Como a mídia pode incitar a violência e a justiça com as próprias mãos
Enviada em 28/10/2020
No Brasil, a cultura do linchamento é visto como algo comum, e é praticada com bastante frequência nas rua. Mesmo isso sendo um ato de violência extrema, grande parte das pessoas o aprovam, ou até estimulam que a população faça isso. Porém, onde há esse maior estimulo a o espantamento, é na própria internet, por meio de redes sociais, onde enormes grupos de pessoas apontam um individuo como culpado, sem ter a oportunidade de se defender, e o julgam.
Tendo isso em mente, já houve casos de linchamento e assassinatos de inocentes, devido a publicação de informações erronias da mídia.
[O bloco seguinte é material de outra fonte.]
//! Block-oriented wire encoding (§4.7): EventBlock, MetadataBlock,
//! StackBlock, SequencePointBlock, and the root Trace/File object. Every
//! block accumulates records into a byte buffer and is flushed as one
//! FastSerializer object once a drain quantum closes.

use std::io;

use chrono::{Datelike, Timelike};
use eventpipe_wire::{type_names, SerializationFormat};

use crate::serializer::{FastSerializable, FastSerializer};

fn write_varint(buf: &mut Vec<u8>, mut v: u64) {
    loop {
        let mut byte = (v & 0x7f) as u8;
        v >>= 7;
        if v != 0 {
            byte |= 0x80;
        }
        buf.push(byte);
        if v == 0 {
            break;
        }
    }
}

fn align4(buf: &mut Vec<u8>) {
    while buf.len() % 4 != 0 {
        buf.push(0);
    }
}

/// Shared 20-byte V4 block header: `[u16 header_size][u16 flags][i64
/// min_timestamp][i64 max_timestamp]`. Flag bit 0 marks header
/// compression.
fn write_block_header(min_timestamp: i64, max_timestamp: i64, compressed: bool) -> Vec<u8> {
    let mut h = Vec::with_capacity(20);
    h.extend_from_slice(&20u16.to_le_bytes());
    h.extend_from_slice(&(if compressed { 1u16 } else { 0u16 }).to_le_bytes());
    h.extend_from_slice(&min_timestamp.to_le_bytes());
    h.extend_from_slice(&max_timestamp.to_le_bytes());
    h
}

fn write_framed_block(serializer: &mut FastSerializer, header: &[u8], data: &[u8]) -> io::Result<()> {
    let total = (header.len() + data.len()) as u32;
    serializer.write_u32(total)?;
    serializer.write_padding()?;
    serializer.write_buffer(header)?;
    serializer.write_buffer(data)
}

/// Mirrors `EventPipeEventHeader` (ep-block.c): zero-initialized per
/// block, then overwritten after every compressed record so the next
/// one can diff against it.
#[derive(Clone, Copy, Default)]
struct LastFields {
    metadata_id: u32,
    sequence_number: u32,
    capture_thread_id: u64,
    proc_num: u32,
    stack_id: u32,
    thread_id: u64,
    activity_id: [u8; 16],
    related_activity_id: [u8; 16],
    data_len: u32,
    timestamp: i64,
}

/// One record appended to an EventBlock or MetadataBlock; the two block
/// kinds differ only in their FastSerializer type name.
pub struct EventRecord<'a> {
    pub metadata_id: u32,
    pub sequence_number: u32,
    pub thread_id: u64,
    pub capture_thread_id: u64,
    pub proc_num: u32,
    pub stack_id: u32,
    pub is_sorted: bool,
    pub timestamp: i64,
    pub activity_id: [u8; 16],
    pub related_activity_id: [u8; 16],
    pub payload: &'a [u8],
    pub stack: &'a [u64],
}

/// Accumulates EventBlock or MetadataBlock records (§4.7: the two share a
/// header and record format, distinguished only by the enclosing
/// object's type name).
pub struct EventBlockWriter {
    type_name: &'static str,
    format: SerializationFormat,
    data: Vec<u8>,
    min_timestamp: i64,
    max_timestamp: i64,
    last: LastFields,
}

impl EventBlockWriter {
    pub fn new_event_block(format: SerializationFormat) -> Self {
        Self::new(type_names::EVENT_BLOCK, format)
    }

    pub fn new_metadata_block(format: SerializationFormat) -> Self {
        Self::new(type_names::METADATA_BLOCK, format)
    }

    fn new(type_name: &'static str, format: SerializationFormat) -> Self {
        EventBlockWriter {
            type_name,
            format,
            data: Vec::new(),
            min_timestamp: 0,
            max_timestamp: 0,
            last: LastFields::default(),
        }
    }

    pub fn is_empty(&self) -> bool {
        self.data.is_empty()
    }

    pub fn byte_len(&self) -> usize {
        self.data.len()
    }

    fn uses_compression(&self) -> bool {
        self.format == SerializationFormat::NetTraceV4
    }

    /// Always succeeds (an unbounded `Vec` never rejects a write); kept
    /// as `bool` to mirror the source contract, which lets a fixed-size
    /// block refuse once it's full.
    pub fn write_event(&mut self, record: &EventRecord<'_>) -> bool {
        if self.data.is_empty() {
            self.min_timestamp = record.timestamp;
        }
        self.max_timestamp = record.timestamp;

        if self.uses_compression() {
            self.write_compressed(record);
        } else {
            self.write_uncompressed(record);
        }
        true
    }

    /// Header-compresses one record against `self.last`, following
    /// ep-block.c's `event_block_base_write_event` exactly: field order
    /// is metadata id, the sorted flag (no payload of its own), the
    /// sequence/thread/proc "bundle", thread id, stack id, an
    /// unconditional timestamp delta, the two activity ids, and finally
    /// data length — in that order, not the flag-bit order.
    fn write_compressed(&mut self, r: &EventRecord<'_>) {
        let last = self.last;
        let data_len = r.payload.len() as u32;
        let mut flags: u8 = 0;
        let mut header = Vec::new();

        if last.metadata_id != r.metadata_id {
            write_varint(&mut header, r.metadata_id as u64);
            flags |= 1 << 0;
        }

        if r.is_sorted {
            flags |= 1 << 6;
        }

        let expected_sequence = last.sequence_number.wrapping_add(if r.metadata_id != 0 { 1 } else { 0 });
        if expected_sequence != r.sequence_number || last.capture_thread_id != r.capture_thread_id || last.proc_num != r.proc_num {
            write_varint(&mut header, r.sequence_number.wrapping_sub(last.sequence_number).wrapping_sub(1) as u64);
            write_varint(&mut header, r.capture_thread_id);
            write_varint(&mut header, r.proc_num as u64);
            flags |= 1 << 1;
        }

        if last.thread_id != r.thread_id {
            write_varint(&mut header, r.thread_id);
            flags |= 1 << 2;
        }

        if last.stack_id != r.stack_id {
            write_varint(&mut header, r.stack_id as u64);
            flags |= 1 << 3;
        }

        write_varint(&mut header, (r.timestamp - last.timestamp) as u64);

        if last.activity_id != r.activity_id {
            header.extend_from_slice(&r.activity_id);
            flags |= 1 << 4;
        }

        if last.related_activity_id != r.related_activity_id {
            header.extend_from_slice(&r.related_activity_id);
            flags |= 1 << 5;
        }

        if last.data_len != data_len {
            write_varint(&mut header, data_len as u64);
            flags |= 1 << 7;
        }

        self.data.push(flags);
        self.data.extend_from_slice(&header);
        self.data.extend_from_slice(r.payload);

        self.last = LastFields {
            metadata_id: r.metadata_id,
            sequence_number: r.sequence_number,
            capture_thread_id: r.capture_thread_id,
            proc_num: r.proc_num,
            stack_id: r.stack_id,
            thread_id: r.thread_id,
            activity_id: r.activity_id,
            related_activity_id: r.related_activity_id,
            data_len,
            timestamp: r.timestamp,
        };
    }

    fn write_uncompressed(&mut self, r: &EventRecord<'_>) {
        let mut rec = Vec::new();
        let not_sorted_bit = if r.is_sorted { 0 } else { 0x8000_0000u32 };
        rec.extend_from_slice(&(r.metadata_id | not_sorted_bit).to_le_bytes());
        if self.format == SerializationFormat::NetTraceV4 {
            rec.extend_from_slice(&r.sequence_number.to_le_bytes());
            rec.extend_from_slice(&r.thread_id.to_le_bytes());
            rec.extend_from_slice(&r.capture_thread_id.to_le_bytes());
            rec.extend_from_slice(&r.proc_num.to_le_bytes());
            rec.extend_from_slice(&r.stack_id.to_le_bytes());
        }
        rec.extend_from_slice(&r.timestamp.to_le_bytes());
        rec.extend_from_slice(&r.activity_id);
        rec.extend_from_slice(&r.related_activity_id);
        rec.extend_from_slice(&(r.payload.len() as u32).to_le_bytes());
        rec.extend_from_slice(r.payload);
        if self.format == SerializationFormat::NetPerfV3 {
            rec.extend_from_slice(&((r.stack.len() * 8) as u32).to_le_bytes());
            for ip in r.stack {
                rec.extend_from_slice(&ip.to_le_bytes());
            }
        }
        align4(&mut rec);
        self.data.extend_from_slice(&(rec.len() as u32).to_le_bytes());
        self.data.extend_from_slice(&rec);
    }
}

impl FastSerializable for EventBlockWriter {
    fn type_name(&self) -> &'static str {
        self.type_name
    }

    fn fast_serialize(&self, serializer: &mut FastSerializer) -> io::Result<()> {
        let header = write_block_header(self.min_timestamp, self.max_timestamp, self.uses_compression());
        write_framed_block(serializer, &header, &self.data)
    }
}

/// Accumulates one session's interned call stacks between sequence
/// points (§4.7 StackBlock); stack ids restart at each sequence point.
pub struct StackBlockWriter {
    data: Vec<u8>,
    initial_id: Option<u32>,
    count: u32,
}

impl StackBlockWriter {
    pub fn new() -> Self {
        StackBlockWriter {
            data: Vec::new(),
            initial_id: None,
            count: 0,
        }
    }

    pub fn is_empty(&self) -> bool {
        self.count == 0
    }

    pub fn write_stack(&mut self, id: u32, stack: &[u64]) -> bool {
        if self.initial_id.is_none() {
            self.initial_id = Some(id);
        }
        self.data.extend_from_slice(&((stack.len() * 8) as u32).to_le_bytes());
        for ip in stack {
            self.data.extend_from_slice(&ip.to_le_bytes());
        }
        self.count += 1;
        true
    }
}

impl Default for StackBlockWriter {
    fn default() -> Self {
        Self::new()
    }
}

impl FastSerializable for StackBlockWriter {
    fn type_name(&self) -> &'static str {
        type_names::STACK_BLOCK
    }

    fn fast_serialize(&self, serializer: &mut FastSerializer) -> io::Result<()> {
        let mut header = Vec::with_capacity(8);
        header.extend_from_slice(&self.initial_id.unwrap_or(0).to_le_bytes());
        header.extend_from_slice(&self.count.to_le_bytes());
        write_framed_block(serializer, &header, &self.data)
    }
}

/// One-shot SequencePointBlock body (§4.7): no header beyond the generic
/// length prefix.
pub struct SequencePointBlockWriter {
    timestamp: i64,
    entries: Vec<(u64, u32)>,
}

impl SequencePointBlockWriter {
    pub fn new(timestamp: i64, entries: Vec<(u64, u32)>) -> Self {
        SequencePointBlockWriter { timestamp, entries }
    }
}

impl FastSerializable for SequencePointBlockWriter {
    fn type_name(&self) -> &'static str {
        type_names::SEQUENCE_POINT_BLOCK
    }

    fn fast_serialize(&self, serializer: &mut FastSerializer) -> io::Result<()> {
        let mut data = Vec::with_capacity(12 + self.entries.len() * 12);
        data.extend_from_slice(&self.timestamp.to_le_bytes());
        data.extend_from_slice(&(self.entries.len() as u32).to_le_bytes());
        for (os_tid, seq) in &self.entries {
            data.extend_from_slice(&os_tid.to_le_bytes());
            data.extend_from_slice(&seq.to_le_bytes());
        }
        write_framed_block(serializer, &[], &data)
    }
}

/// The root `Trace` object written once at the start of a session's
/// stream (§6 "File object body").
pub struct TraceHeader {
    pub system_time: chrono::DateTime<chrono::Utc>,
    pub file_open_timestamp: i64,
    pub timestamp_frequency: i64,
    pub pointer_size: u32,
    pub current_process_id: u32,
    pub number_of_processors: u32,
    pub sampling_rate_in_ns: u32,
}

impl FastSerializable for TraceHeader {
    fn type_name(&self) -> &'static str {
        type_names::TRACE
    }

    fn fast_serialize(&self, serializer: &mut FastSerializer) -> io::Result<()> {
        let t = self.system_time;
        let fields: [u16; 8] = [
            t.year() as u16,
            t.month() as u16,
            t.weekday().num_days_from_sunday() as u16,
            t.day() as u16,
            t.hour() as u16,
            t.minute() as u16,
            t.second() as u16,
            (t.timestamp_subsec_millis()) as u16,
        ];
        for f in fields {
            serializer.write_buffer(&f.to_le_bytes())?;
        }
        serializer.write_i64(self.file_open_timestamp)?;
        serializer.write_i64(self.timestamp_frequency)?;
        serializer.write_u32(self.pointer_size)?;
        serializer.write_u32(self.current_process_id)?;
        serializer.write_u32(self.number_of_processors)?;
        serializer.write_u32(self.sampling_rate_in_ns)
    }
}

#[cfg(test)]
mod tests {
    use super::*;
    use crate::sink::MemorySink;

    fn record(payload: &[u8], timestamp: i64, sequence_number: u32, is_sorted: bool) -> EventRecord<'_> {
        EventRecord {
            metadata_id: 1,
            sequence_number,
            thread_id: 7,
            capture_thread_id: 7,
            proc_num: 3,
            stack_id: 11,
            is_sorted,
            timestamp,
            activity_id: [9; 16],
            related_activity_id: [5; 16],
            payload,
            stack: &[],
        }
    }

    #[test]
    fn compressed_block_is_compact_for_identical_fields() {
        let mut block = EventBlockWriter::new_event_block(SerializationFormat::NetTraceV4);
        for i in 0..1000i64 {
            block.write_event(&record(&[7], 100 + i, i as u32, i == 0));
        }
        assert!(block.byte_len() <= 5000, "compressed size was {}", block.byte_len());
    }

    #[test]
    fn first_compressed_record_marks_every_field_changed() {
        let mut block = EventBlockWriter::new_event_block(SerializationFormat::NetTraceV4);
        block.write_event(&record(&[9], 5, 0, true));
        assert_eq!(block.data[0], 0xFF);
    }

    #[test]
    fn stack_block_tracks_initial_id_and_count() {
        let mut block = StackBlockWriter::new();
        block.write_stack(5, &[0x1000, 0x2000]);
        block.write_stack(6, &[0x3000]);
        assert_eq!(block.initial_id, Some(5));
        assert_eq!(block.count, 2);
    }

    #[test]
    fn framed_block_length_prefix_matches_body() {
        let sink = std::sync::Arc::new(MemorySink::new());
        let mut s = FastSerializer::new(sink.clone()).unwrap();
        let block = SequencePointBlockWriter::new(42, vec![(1, 2), (3, 4)]);
        write_framed_block(&mut s, &[], &[1, 2, 3]).unwrap();
        let _ = block;
        let bytes = sink.snapshot();
        let total = u32::from_le_bytes(bytes[bytes.len() - 7..bytes.len() - 3].try_into().unwrap());
        assert_eq!(total, 3);
    }
}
E esses “pequenos” erros na divulgação de uma noticia, pode acabar trazendo a morte daqueles que não possuem nenhum envolvimento com crimes. Segundo a Folha de São Paulo, aproximadamente, 1 a cada 10 linchamentos são feitos contra pessoas sem envolvimento com o tal crime ocorrido.
Todavia, os principais culpados desses tais eventos violentos, são grandes grupos de pessoas que se juntam para difamar, ou acusar falsamente cidadãos normais. E a falta de punição à essas pessoas, é uma das principais causas de isso ocorrer tão frequentemente. Na internet, tal pratica é conhecida como, “cultura do cancelamento”. Onde a pessoa acusada não tem a oportunidade de se defender, e é apenas prejudicada tanto socialmente, como psicologicamente, por conta do medo dela de sair de sua casa. Segundo o G1, 60% das acusações feitas em redes sociais, não são feitas com provas concretas, ou são feitas com provas falsas. Levando a individuo acusado à ruínas, sem nem mesmo poder se defender.
Portanto, cabe ao governo e ao poder legislativo, punir mais severamente aqueles que fizerem acusações falsas, e caluniar sobre as ações de uma pessoa na internet. E é necessário que haja uma maior privacidade nas mídias ao acusado, para que não haja um julgamento prévio da população diante tal situação.